A review to assess the diagnostic accuracy of Xpert TB found that when used as an initial test to replace smear microscopy it had pooled sensitivity of 89% and specificity of 99% . However, when Xpert TB was used as an add-on for cases of negative smear microscopy the sensitivity was only 67% and specificity 99%. In a clinical study conducted the sensitivity of the MTB/RIF test on just 1 sputum sample was 92.2% for culture-positive TB; 98.2% for smear+ and culture-positive cases; and 72.5% for smear-negative, culture-positive cases, with a specificity of 99.2%. Sensitivity and higher specificity were slightly higher when 3 samples were tested.

==Cost==
In August 2012, a public-private partnership including the President's Emergency Plan for AIDS Relief, United States Agency for International Development, Unitaid, and the Gates Foundation announced a subsidy plan that reduced the cost of GeneXpert MTB/RIF for TB testing from $16.86 to $9.98 in developing countries, as the higher price was impeding usage. The Gates Foundation made an initial $3.5 million payment to subsidize the price reduction.
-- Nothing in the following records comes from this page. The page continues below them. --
//! Error types for the fraud detection toolkit.
//!
//! Every error carries:
//! - A stable numeric code for machine parsing
//! - A category for grouping
//! - A remediation hint for humans
//!
//! The numeric kernels are deterministic, so no error is retryable. A caller
//! either fixes its input or reports the failure.
//!
//! # Agent-Facing Output
//!
//! Errors serialize to structured JSON:
//! ```json
//! {
//!   "code": 13,
//!   "category": "input",
//!   "message": "label at index 4 is 2, expected 0 or 1",
//!   "context": { "index": 4 }
//! }
//! ```

use serde::{Deserialize, Serialize};
use std::collections::HashMap;
use thiserror::Error;

/// Result type alias for toolkit operations.
pub type Result<T> = std::result::Result<T, Error>;

/// Error categories for grouping related errors.
#[derive(Debug, Clone, Copy, PartialEq, Eq, Serialize, Deserialize)]
#[serde(rename_all = "snake_case")]
pub enum ErrorCategory {
    /// Caller-supplied arrays, tables or parameters are invalid.
    Input,
    /// The data cannot support the requested statistic.
    Distribution,
    /// Configuration file errors.
    Config,
    /// File I/O and serialization errors.
    Io,
}

impl std::fmt::Display for ErrorCategory {
    fn fmt(&self, f: &mut std::fmt::Formatter<'_>) -> std::fmt::Result {
        match self {
            ErrorCategory::Input => write!(f, "input"),
            ErrorCategory::Distribution => write!(f, "distribution"),
            ErrorCategory::Config => write!(f, "config"),
            ErrorCategory::Io => write!(f, "io"),
        }
    }
}

/// Unified error type for the toolkit.
#[derive(Error, Debug)]
pub enum Error {
    // Input errors (10-19)
    #[error("invalid input: {0}")]
    InvalidInput(String),

    #[error("length mismatch: {left} has {left_len} values but {right} has {right_len}")]
    LengthMismatch {
        left: &'static str,
        left_len: usize,
        right: &'static str,
        right_len: usize,
    },

    #[error("{what} is empty")]
    EmptyInput { what: String },

    #[error("label at index {index} is {value}, expected 0 or 1")]
    LabelOutOfRange { index: usize, value: f64 },

    #[error("probability at index {index} is {value}, expected a value in [0, 1]")]
    ProbabilityOutOfRange { index: usize, value: f64 },

    #[error("unknown drift kind {0:?} (expected shift, scale, spike or missing)")]
    UnknownDriftKind(String),

    #[error("unknown column: {name}")]
    UnknownColumn { name: String },

    #[error("column {name} is not numeric")]
    NonNumericColumn { name: String },

    // Distribution errors (20-29)
    #[error(
        "degenerate reference distribution: {distinct_edges} distinct bin edge(s) from {requested_bins} requested bins"
    )]
    DegenerateDistribution {
        distinct_edges: usize,
        requested_bins: usize,
    },

    /// An error raised while processing one named feature. Code and
    /// category are those of the wrapped error.
    #[error("feature {feature}: {source}")]
    InFeature {
        feature: String,
        #[source]
        source: Box<Error>,
    },

    // Configuration errors (30-39)
    #[error("configuration error: {0}")]
    Config(String),

    // I/O errors (60-69)
    #[error("I/O error: {0}")]
    Io(#[from] std::io::Error),

    #[error("JSON serialization error: {0}")]
    Json(#[from] serde_json::Error),

    #[error("CSV error: {0}")]
    Csv(#[from] csv::Error),
}

impl Error {
    /// Shorthand for [`Error::InvalidInput`].
    pub fn invalid(msg: impl Into<String>) -> Self {
        Error::InvalidInput(msg.into())
    }

    /// Shorthand for [`Error::EmptyInput`].
    pub fn empty(what: impl Into<String>) -> Self {
        Error::EmptyInput { what: what.into() }
    }

    /// Attach a feature name, unless the error already names its column.
    pub fn for_feature(self, feature: impl Into<String>) -> Self {
        match self {
            Error::UnknownColumn { .. } | Error::NonNumericColumn { .. } | Error::InFeature { .. } => {
                self
            }
            other => Error::InFeature {
                feature: feature.into(),
                source: Box::new(other),
            },
        }
    }

    /// The innermost error, looking through feature context.
    pub fn root(&self) -> &Error {
        match self {
            Error::InFeature { source, .. } => source.root(),
            other => other,
        }
    }

    /// Returns the error code for this error type.
    ///
    /// Error codes are stable and grouped by category:
    /// - 10-19: Input errors
    /// - 20-29: Distribution errors
    /// - 30-39: Configuration errors
    /// - 60-69: I/O errors
    pub fn code(&self) -> u32 {
        match self {
            Error::InvalidInput(_) => 10,
            Error::LengthMismatch { .. } => 11,
            Error::EmptyInput { .. } => 12,
            Error::LabelOutOfRange { .. } => 13,
            Error::ProbabilityOutOfRange { .. } => 14,
            Error::UnknownDriftKind(_) => 15,
            Error::UnknownColumn { .. } => 16,
            Error::NonNumericColumn { .. } => 17,
            Error::DegenerateDistribution { .. } => 20,
            Error::InFeature { source, .. } => source.code(),
            Error::Config(_) => 30,
            Error::Io(_) => 60,
            Error::Json(_) => 61,
            Error::Csv(_) => 62,
        }
    }

    /// Returns the error category for grouping and filtering.
    pub fn category(&self) -> ErrorCategory {
        match self {
            Error::InvalidInput(_)
            | Error::LengthMismatch { .. }
            | Error::EmptyInput { .. }
            | Error::LabelOutOfRange { .. }
            | Error::ProbabilityOutOfRange { .. }
            | Error::UnknownDriftKind(_)
            | Error::UnknownColumn { .. }
            | Error::NonNumericColumn { .. } => ErrorCategory::Input,

            Error::DegenerateDistribution { .. } => ErrorCategory::Distribution,

            Error::InFeature { source, .. } => source.category(),

            Error::Config(_) => ErrorCategory::Config,

            Error::Io(_) | Error::Json(_) | Error::Csv(_) => ErrorCategory::Io,
        }
    }

    /// Returns a human-readable remediation hint.
    pub fn remediation(&self) -> &'static str {
        match self {
            Error::InvalidInput(_) => "Check the arguments passed to the toolkit.",
            Error::LengthMismatch { .. } => {
                "Labels and probabilities must be aligned by index; check that both come from the same rows."
            }
            Error::EmptyInput { .. } => {
                "Provide at least one observation. For drift reports, check that the feature is not entirely missing."
            }
            Error::LabelOutOfRange { .. } => "Labels must be binary: encode the positive class as 1 and the negative class as 0.",
            Error::ProbabilityOutOfRange { .. } => {
                "Pass predicted probabilities, not raw scores or logits. Apply a sigmoid first if needed."
            }
            Error::UnknownDriftKind(_) => "Use one of: shift, scale, spike, missing.",
            Error::UnknownColumn { .. } => "Check the column name against the CSV header.",
            Error::NonNumericColumn { .. } => {
                "Drift statistics need numeric columns. Encode categorical features first (see 'fd-core preprocess')."
            }
            Error::DegenerateDistribution { .. } => {
                "The reference sample is constant. Exclude the feature from PSI or widen the reference window."
            }
            Error::InFeature { source, .. } => source.remediation(),
            Error::Config(_) => "Run 'fd-core config validate' to check the configuration file.",
            Error::Io(_) => "Check that the file exists and that permissions allow access.",
            Error::Json(_) => "Invalid JSON. Check syntax with 'jq .' or regenerate the file.",
            Error::Csv(_) => "Check that the CSV has a header row and a consistent number of fields.",
        }
    }

    /// Returns a short headline for human-readable output.
    pub fn headline(&self) -> &'static str {
        match self {
            Error::InvalidInput(_) => "Invalid Input",
            Error::LengthMismatch { .. } => "Length Mismatch",
            Error::EmptyInput { .. } => "Empty Input",
            Error::LabelOutOfRange { .. } => "Label Out Of Range",
            Error::ProbabilityOutOfRange { .. } => "Probability Out Of Range",
            Error::UnknownDriftKind(_) => "Unknown Drift Kind",
            Error::UnknownColumn { .. } => "Unknown Column",
            Error::NonNumericColumn { .. } => "Non-Numeric Column",
            Error::DegenerateDistribution { .. } => "Degenerate Distribution",
            Error::InFeature { source, .. } => source.headline(),
            Error::Config(_) => "Configuration Error",
            Error::Io(_) => "I/O Error",
            Error::Json(_) => "JSON Error",
            Error::Csv(_) => "CSV Error",
        }
    }
}

/// Structured error response for JSON output.
#[derive(Debug, Clone, Serialize, Deserialize)]
pub struct StructuredError {
    /// Stable error code.
    pub code: u32,

    /// Error category for grouping.
    pub category: ErrorCategory,

    /// Human-readable error message.
    pub message: String,

    /// Remediation hint.
    pub remediation: String,

    /// Additional structured context (e.g., index, column name).
    #[serde(default, skip_serializing_if = "HashMap::is_empty")]
    pub context: HashMap<String, serde_json::Value>,
}

impl From<&Error> for StructuredError {
    fn from(err: &Error) -> Self {
        let mut context = HashMap::new();

        match err {
            Error::LabelOutOfRange { index, value } | Error::ProbabilityOutOfRange { index, value } => {
                context.insert("index".to_string(), serde_json::json!(index));
                context.insert("value".to_string(), serde_json::json!(value));
            }
            Error::UnknownColumn { name } | Error::NonNumericColumn { name } => {
                context.insert("column".to_string(), serde_json::json!(name));
            }
            Error::DegenerateDistribution {
                distinct_edges,
                requested_bins,
            } => {
                context.insert("distinct_edges".to_string(), serde_json::json!(distinct_edges));
                context.insert("requested_bins".to_string(), serde_json::json!(requested_bins));
            }
            Error::InFeature { feature, .. } => {
                context.insert("feature".to_string(), serde_json::json!(feature));
            }
            _ => {}
        }

        StructuredError {
            code: err.code(),
            category: err.category(),
            message: err.to_string(),
            remediation: err.remediation().to_string(),
            context,
        }
    }
}

impl StructuredError {
    /// Add additional context to the error.
    pub fn with_context(mut self, key: impl Into<String>, value: impl Serialize) -> Self {
        if let Ok(v) = serde_json::to_value(value) {
            self.context.insert(key.into(), v);
        }
        self
    }

    /// Serialize to JSON string.
    pub fn to_json(&self) -> String {
        serde_json::to_string(self).unwrap_or_else(|_| {
            format!(r#"{{"code":{},"error":"serialization_failed"}}"#, self.code)
        })
    }

    /// Format for a terminal: message, then the fix.
    pub fn to_human(&self) -> String {
        format!("✗ {}\n  Fix: {}", self.message, self.remediation)
    }
}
In 2020, Cepheid announced a price of US$19.80 per COVID-19 test in developing countries. Prices are higher in middle-income countries; GeneXpert TB tests cost $55–82 per cartridge in Indonesia. Doctors Without Borders stated that that price was not affordable in countries where people live on less than $2/day. They estimated that the cost to Cepheid of providing the test is as low as $3, and called the offered price profiteering, asking that Cepheid make a more moderate profit by selling the tests for US$5 each.

The Treatment Action Group (TAG) noted that the public had funded the development and deployment of the tests and requested the same price reduction for all the tests using the same technique, including HIV, tuberculosis, and Hepatitis C virus, as the costs are similar regardless of the disease. TAG noted that the cartridges for testing for COVID-19 were twice the price of nearly-identical cartridges for tuberculosis. The International Union Against Tuberculosis and Lung Disease also gave public support.

Organizations worldwide joined the "Time for $5" campaign.

In September 2023, a campaign was launched by author and vlogger John Green to continue the fight to lower the cost of TB cartridges to $5.

One week later, the price of the Xpert MTB/RIF TB test cartridge was reduced from $9.98 to $7.97 in high TB-burden countries. However, the price of the Xpert MTB/XDR test used to diagnose for drug-resistant TB, which is the deadliest form, remained unchanged at $14.90.

==Using for COVID-19 testing==
In August 2020, Vietnam Ministry of Health had approved the use of GeneXpert, that has been used in Vietnam tuberculosis prevention network since 2012, for COVID-19 testing. According to Nguyen Viet Nhung, director of the National Lung Hospital in Hanoi, the test is similar to RT-PCR, gives accurate results within 35–45 minutes for both COVID-19 and tuberculosis, and could work automatically. It is also used for COVID-19 testing at six sites across Somalia. GeneXpert works as a rapid test for COVID-19 with a processing time of around 45 mins and with less cost.